> [Supplied records]
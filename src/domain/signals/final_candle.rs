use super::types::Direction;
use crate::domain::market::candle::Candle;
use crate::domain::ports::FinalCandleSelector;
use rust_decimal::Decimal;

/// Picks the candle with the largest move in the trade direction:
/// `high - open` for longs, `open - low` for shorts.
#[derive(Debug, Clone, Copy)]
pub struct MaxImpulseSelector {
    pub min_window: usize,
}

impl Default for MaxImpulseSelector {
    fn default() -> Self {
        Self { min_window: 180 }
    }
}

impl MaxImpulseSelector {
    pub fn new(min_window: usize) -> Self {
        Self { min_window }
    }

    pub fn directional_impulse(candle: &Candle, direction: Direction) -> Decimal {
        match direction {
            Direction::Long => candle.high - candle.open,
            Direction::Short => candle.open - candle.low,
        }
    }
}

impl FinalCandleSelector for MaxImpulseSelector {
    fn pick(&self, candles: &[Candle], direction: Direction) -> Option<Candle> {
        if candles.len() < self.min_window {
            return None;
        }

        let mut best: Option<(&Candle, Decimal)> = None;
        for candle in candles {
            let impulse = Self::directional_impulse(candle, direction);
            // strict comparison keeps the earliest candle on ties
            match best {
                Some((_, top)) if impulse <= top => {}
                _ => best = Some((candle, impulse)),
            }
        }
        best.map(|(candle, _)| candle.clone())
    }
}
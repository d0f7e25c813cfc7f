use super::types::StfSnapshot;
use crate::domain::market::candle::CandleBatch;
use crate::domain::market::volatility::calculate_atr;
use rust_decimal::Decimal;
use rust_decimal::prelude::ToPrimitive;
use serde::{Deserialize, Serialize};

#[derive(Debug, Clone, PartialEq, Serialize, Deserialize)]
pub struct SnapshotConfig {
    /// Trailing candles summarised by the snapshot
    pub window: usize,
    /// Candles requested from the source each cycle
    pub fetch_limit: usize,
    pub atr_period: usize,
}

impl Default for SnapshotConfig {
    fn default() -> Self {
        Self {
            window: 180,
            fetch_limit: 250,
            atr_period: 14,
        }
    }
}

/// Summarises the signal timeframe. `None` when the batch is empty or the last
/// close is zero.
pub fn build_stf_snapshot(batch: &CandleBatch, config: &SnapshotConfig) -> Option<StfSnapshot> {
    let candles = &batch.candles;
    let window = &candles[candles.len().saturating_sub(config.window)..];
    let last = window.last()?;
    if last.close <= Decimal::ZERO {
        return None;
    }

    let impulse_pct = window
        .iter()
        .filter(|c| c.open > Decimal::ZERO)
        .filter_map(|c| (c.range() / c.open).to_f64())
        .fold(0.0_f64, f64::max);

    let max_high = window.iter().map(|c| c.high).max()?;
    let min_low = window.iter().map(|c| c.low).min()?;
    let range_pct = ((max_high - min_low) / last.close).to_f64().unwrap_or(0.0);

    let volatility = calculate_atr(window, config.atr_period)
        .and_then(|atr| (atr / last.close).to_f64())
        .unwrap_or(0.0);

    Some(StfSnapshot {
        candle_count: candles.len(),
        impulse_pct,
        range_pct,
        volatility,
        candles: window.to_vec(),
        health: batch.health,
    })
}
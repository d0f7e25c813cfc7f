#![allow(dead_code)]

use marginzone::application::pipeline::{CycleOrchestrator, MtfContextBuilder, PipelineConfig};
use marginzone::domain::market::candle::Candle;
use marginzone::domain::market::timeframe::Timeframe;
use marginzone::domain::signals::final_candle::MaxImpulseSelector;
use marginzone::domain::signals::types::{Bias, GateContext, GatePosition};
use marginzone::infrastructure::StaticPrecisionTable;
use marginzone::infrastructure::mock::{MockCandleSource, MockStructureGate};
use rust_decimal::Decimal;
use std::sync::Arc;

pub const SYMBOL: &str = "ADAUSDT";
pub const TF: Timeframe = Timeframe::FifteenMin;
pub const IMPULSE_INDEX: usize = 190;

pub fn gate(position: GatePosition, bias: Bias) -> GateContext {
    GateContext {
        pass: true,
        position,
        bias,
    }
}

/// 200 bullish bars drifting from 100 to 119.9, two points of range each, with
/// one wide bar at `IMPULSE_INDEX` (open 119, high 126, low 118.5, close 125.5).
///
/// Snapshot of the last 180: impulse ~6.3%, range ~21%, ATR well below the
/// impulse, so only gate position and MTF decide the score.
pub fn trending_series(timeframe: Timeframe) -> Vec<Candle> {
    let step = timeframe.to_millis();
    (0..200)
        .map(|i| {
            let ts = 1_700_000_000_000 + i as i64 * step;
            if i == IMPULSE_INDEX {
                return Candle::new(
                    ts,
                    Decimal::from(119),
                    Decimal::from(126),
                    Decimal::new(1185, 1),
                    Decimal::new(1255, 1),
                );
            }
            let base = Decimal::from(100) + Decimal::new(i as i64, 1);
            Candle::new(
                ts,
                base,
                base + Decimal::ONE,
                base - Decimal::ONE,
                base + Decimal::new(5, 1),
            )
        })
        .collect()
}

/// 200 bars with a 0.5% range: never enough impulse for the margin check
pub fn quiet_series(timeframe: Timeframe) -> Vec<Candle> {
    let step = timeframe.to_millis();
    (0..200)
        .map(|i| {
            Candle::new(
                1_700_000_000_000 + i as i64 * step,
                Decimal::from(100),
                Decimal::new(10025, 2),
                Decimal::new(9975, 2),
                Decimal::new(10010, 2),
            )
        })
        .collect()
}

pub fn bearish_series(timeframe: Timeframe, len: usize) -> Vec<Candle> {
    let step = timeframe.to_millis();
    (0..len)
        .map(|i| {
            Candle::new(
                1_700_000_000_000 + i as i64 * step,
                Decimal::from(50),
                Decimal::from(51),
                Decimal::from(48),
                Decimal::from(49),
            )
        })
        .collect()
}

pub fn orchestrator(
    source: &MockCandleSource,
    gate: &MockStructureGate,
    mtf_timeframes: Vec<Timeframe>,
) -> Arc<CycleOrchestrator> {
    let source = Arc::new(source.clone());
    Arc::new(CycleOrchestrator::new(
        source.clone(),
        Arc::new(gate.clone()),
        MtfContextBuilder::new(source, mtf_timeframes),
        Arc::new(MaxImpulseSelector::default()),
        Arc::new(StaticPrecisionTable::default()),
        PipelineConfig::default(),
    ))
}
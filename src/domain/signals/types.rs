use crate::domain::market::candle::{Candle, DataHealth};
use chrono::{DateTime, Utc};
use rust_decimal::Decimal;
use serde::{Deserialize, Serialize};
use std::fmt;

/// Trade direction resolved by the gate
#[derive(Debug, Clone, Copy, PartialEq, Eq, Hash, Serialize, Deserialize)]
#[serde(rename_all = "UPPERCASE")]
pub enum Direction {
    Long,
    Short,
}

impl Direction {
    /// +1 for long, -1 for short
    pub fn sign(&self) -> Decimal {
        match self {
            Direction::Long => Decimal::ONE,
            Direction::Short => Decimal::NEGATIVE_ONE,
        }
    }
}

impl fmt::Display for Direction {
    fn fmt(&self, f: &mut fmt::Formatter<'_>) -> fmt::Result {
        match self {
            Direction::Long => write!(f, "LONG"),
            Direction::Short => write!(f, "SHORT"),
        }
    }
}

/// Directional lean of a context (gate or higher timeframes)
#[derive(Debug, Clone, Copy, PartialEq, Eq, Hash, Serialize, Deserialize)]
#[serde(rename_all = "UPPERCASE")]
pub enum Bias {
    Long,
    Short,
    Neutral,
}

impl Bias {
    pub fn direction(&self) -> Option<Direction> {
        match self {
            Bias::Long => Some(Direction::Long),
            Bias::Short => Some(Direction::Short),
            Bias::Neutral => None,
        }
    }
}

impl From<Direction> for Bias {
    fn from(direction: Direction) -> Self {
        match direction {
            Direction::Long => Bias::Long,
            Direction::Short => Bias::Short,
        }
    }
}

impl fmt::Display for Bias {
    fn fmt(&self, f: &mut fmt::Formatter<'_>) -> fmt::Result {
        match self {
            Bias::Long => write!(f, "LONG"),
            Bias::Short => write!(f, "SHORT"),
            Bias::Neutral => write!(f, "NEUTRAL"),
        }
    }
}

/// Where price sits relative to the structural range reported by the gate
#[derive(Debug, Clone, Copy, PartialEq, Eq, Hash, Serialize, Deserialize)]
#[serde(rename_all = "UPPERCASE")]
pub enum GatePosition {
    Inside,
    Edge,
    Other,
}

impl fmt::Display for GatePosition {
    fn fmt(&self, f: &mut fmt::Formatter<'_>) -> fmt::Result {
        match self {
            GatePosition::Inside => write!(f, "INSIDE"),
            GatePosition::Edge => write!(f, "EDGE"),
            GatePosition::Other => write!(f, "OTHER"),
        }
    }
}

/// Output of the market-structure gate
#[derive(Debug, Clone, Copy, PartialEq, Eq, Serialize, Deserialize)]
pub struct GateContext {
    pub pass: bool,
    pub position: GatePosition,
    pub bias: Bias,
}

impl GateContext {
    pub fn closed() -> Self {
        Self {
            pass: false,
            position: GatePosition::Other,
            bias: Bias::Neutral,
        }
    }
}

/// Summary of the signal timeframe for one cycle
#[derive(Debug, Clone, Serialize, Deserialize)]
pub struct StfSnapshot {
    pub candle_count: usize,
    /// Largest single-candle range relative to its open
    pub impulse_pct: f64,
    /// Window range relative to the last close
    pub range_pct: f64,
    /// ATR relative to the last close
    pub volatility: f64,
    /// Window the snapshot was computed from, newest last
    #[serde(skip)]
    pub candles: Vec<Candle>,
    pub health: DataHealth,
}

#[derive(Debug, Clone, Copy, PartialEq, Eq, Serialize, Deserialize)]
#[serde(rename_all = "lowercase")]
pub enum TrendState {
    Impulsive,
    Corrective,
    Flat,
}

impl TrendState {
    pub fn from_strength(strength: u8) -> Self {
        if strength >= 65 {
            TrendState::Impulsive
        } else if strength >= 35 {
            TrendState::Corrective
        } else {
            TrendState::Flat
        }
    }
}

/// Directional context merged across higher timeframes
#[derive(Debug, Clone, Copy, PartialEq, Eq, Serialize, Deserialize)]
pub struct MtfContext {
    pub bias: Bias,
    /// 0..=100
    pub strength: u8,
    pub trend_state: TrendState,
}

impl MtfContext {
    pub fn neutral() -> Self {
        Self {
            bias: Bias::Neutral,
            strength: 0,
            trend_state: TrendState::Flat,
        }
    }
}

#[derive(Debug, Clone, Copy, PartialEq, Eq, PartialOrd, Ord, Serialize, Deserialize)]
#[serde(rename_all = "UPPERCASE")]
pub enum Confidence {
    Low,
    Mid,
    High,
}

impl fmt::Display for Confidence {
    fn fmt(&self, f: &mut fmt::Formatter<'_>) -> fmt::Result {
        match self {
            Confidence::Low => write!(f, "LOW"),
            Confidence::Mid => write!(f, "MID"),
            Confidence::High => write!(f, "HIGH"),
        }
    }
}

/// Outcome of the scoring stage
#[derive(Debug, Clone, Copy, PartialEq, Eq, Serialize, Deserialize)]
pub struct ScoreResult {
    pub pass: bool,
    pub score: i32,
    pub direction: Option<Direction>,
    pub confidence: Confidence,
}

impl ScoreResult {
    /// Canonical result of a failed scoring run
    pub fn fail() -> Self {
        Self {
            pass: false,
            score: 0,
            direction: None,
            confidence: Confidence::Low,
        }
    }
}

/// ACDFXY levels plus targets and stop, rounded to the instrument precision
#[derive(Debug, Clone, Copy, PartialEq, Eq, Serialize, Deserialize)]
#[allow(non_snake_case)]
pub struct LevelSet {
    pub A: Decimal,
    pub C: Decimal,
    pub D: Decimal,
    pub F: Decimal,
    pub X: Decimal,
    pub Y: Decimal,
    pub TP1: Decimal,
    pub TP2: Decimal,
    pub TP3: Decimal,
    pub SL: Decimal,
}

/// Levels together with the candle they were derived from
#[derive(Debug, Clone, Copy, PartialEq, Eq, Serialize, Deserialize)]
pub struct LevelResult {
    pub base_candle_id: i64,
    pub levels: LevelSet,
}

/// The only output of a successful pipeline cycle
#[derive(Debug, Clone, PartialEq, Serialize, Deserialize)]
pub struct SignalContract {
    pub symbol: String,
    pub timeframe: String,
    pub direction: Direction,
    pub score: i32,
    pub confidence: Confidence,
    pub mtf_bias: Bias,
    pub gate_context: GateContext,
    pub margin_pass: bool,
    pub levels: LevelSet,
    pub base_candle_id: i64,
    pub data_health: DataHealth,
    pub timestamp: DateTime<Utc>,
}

> [Aim of the task]
Filter the records down to the lines that contain the string "enum", and copy those lines.

> [Task response]
pub enum Direction {
pub enum Bias {
pub enum GatePosition {
pub enum TrendState {
pub enum Confidence {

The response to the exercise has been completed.